Stored data —
◆ ◆ ◆ ◆ ◆ ◆ ◆

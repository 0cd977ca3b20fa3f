//! SQLite-backed durable key-value storage.

use std::path::Path;
use std::time::{SystemTime, UNIX_EPOCH};

use rusqlite::{Connection, OptionalExtension, params};

use super::{KeyValueStorage, PersistResult};

/// SQLite implementation of [`crate::persist::KeyValueStorage`].
pub struct SqliteStorage {
    conn: Connection,
}

impl SqliteStorage {
    /// Opens or creates a SQLite-backed store at `path`.
    ///
    /// Enables WAL mode and sets `synchronous=NORMAL`.
    pub fn open(path: impl AsRef<Path>) -> PersistResult<Self> {
        let conn = Connection::open(path)?;
        Self::init_connection(conn)
    }

    /// Opens an in-memory SQLite store.
    pub fn open_in_memory() -> PersistResult<Self> {
        let conn = Connection::open_in_memory()?;
        Self::init_connection(conn)
    }

    fn init_connection(conn: Connection) -> PersistResult<Self> {
        conn.execute_batch(include_str!("schema.sql"))?;
        conn.pragma_update(None, "journal_mode", "WAL")?;
        conn.pragma_update(None, "synchronous", "NORMAL")?;
        Ok(Self { conn })
    }

    /// Millisecond timestamp of the last write to `key`.
    pub fn updated_ms(&self, key: &str) -> PersistResult<Option<u64>> {
        let ts: Option<i64> = self
            .conn
            .query_row(
                "SELECT updated_ms FROM kv WHERE key = ?1",
                params![key],
                |row| row.get(0),
            )
            .optional()?;
        Ok(ts.map(|v| v as u64))
    }
}

impl KeyValueStorage for SqliteStorage {
    fn get_item(&self, key: &str) -> PersistResult<Option<String>> {
        let value = self
            .conn
            .query_row("SELECT value FROM kv WHERE key = ?1", params![key], |row| {
                row.get(0)
            })
            .optional()?;
        Ok(value)
    }

    fn set_item(&mut self, key: &str, value: &str) -> PersistResult<()> {
        self.conn.execute(
            "INSERT INTO kv(key, value, updated_ms) VALUES (?1, ?2, ?3)
             ON CONFLICT(key) DO UPDATE SET value = excluded.value, updated_ms = excluded.updated_ms",
            params![key, value, now_ms() as i64],
        )?;
        Ok(())
    }}

fn now_ms() -> u64 {
    SystemTime::now()
        .duration_since(UNIX_EPOCH)
        .map(|d| d.as_millis() as u64)
        .unwrap_or(0)
}
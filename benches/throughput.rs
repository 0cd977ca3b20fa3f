use criterion::{BenchmarkId, Criterion, criterion_group, criterion_main};

use catalog_overlay::{
    character::{Character, CharacterDraft, CharacterPatch},
    controller::list::dedupe_by_id,
    core::store::CatalogStore,
    types::CharacterStatus,
};

fn remote(id: u64) -> Character {
    Character {
        id,
        name: format!("Remote {id}"),
        status: CharacterStatus::Alive,
        species: "Human".to_string(),
        image: format!("https://img/{id}.jpeg"),
    }
}

fn draft(name: &str) -> CharacterDraft {
    CharacterDraft {
        name: name.to_string(),
        status: CharacterStatus::Unknown,
        species: "Alien".to_string(),
        image: String::new(),
    }
}

fn bench_creates(c: &mut Criterion) {
    c.bench_function("store_create_5k", |b| {
        b.iter(|| {
            let mut store = CatalogStore::new();
            for i in 0..5_000u64 {
                let _ = store.create_local(draft(&format!("C{i}")));
            }
        });
    });
}

fn bench_updates(c: &mut Criterion) {
    c.bench_function("store_update_2k", |b| {
        b.iter(|| {
            let mut store = CatalogStore::new();
            store.replace_characters((1..=2_000u64).map(remote).collect());
            for id in 1..=2_000u64 {
                let _ = store.update_local(
                    id,
                    &CharacterPatch {
                        species: Some("Cronenberg".to_string()),
                        ..CharacterPatch::default()
                    },
                );
            }
        });
    });
}

fn bench_filtered(c: &mut Criterion) {
    let mut group = c.benchmark_group("filtered");
    for n in [100u64, 1_000, 10_000] {
        let mut store = CatalogStore::new();
        store.replace_characters((1..=n).map(remote).collect());
        for id in (1..=n).step_by(10) {
            store.delete_local(id);
        }
        group.bench_with_input(BenchmarkId::from_parameter(n), &store, |b, store| {
            b.iter(|| {
                let _ = store.filtered();
            });
        });
    }
    group.finish();
}

fn bench_dedupe_append(c: &mut Criterion) {
    let existing: Vec<Character> = (1..=5_000u64).map(remote).collect();
    let page: Vec<Character> = (4_990..5_010u64).map(remote).collect();
    c.bench_function("dedupe_append_page", |b| {
        b.iter(|| {
            let mut merged = existing.clone();
            merged.extend(page.iter().cloned());
            let _ = dedupe_by_id(merged);
        });
    });
}

criterion_group!(benches, bench_creates, bench_updates, bench_filtered, bench_dedupe_append);
criterion_main!(benches);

◆ ◆ ◆ ◆ ◆ ◆ ◆

About this exercise — Quote the data above verbatim from its first line to the line that includes "Enables WAL mode", with both boundary lines retained.

Reply —
repository 0cd977ca3b20fa3f
//! SQLite-backed durable key-value storage.

use std::path::Path;
use std::time::{SystemTime, UNIX_EPOCH};

use rusqlite::{Connection, OptionalExtension, params};

use super::{KeyValueStorage, PersistResult};

/// SQLite implementation of [`crate::persist::KeyValueStorage`].
pub struct SqliteStorage {
    conn: Connection,
}

impl SqliteStorage {
    /// Opens or creates a SQLite-backed store at `path`.
    ///
    /// Enables WAL mode and sets `synchronous=NORMAL`.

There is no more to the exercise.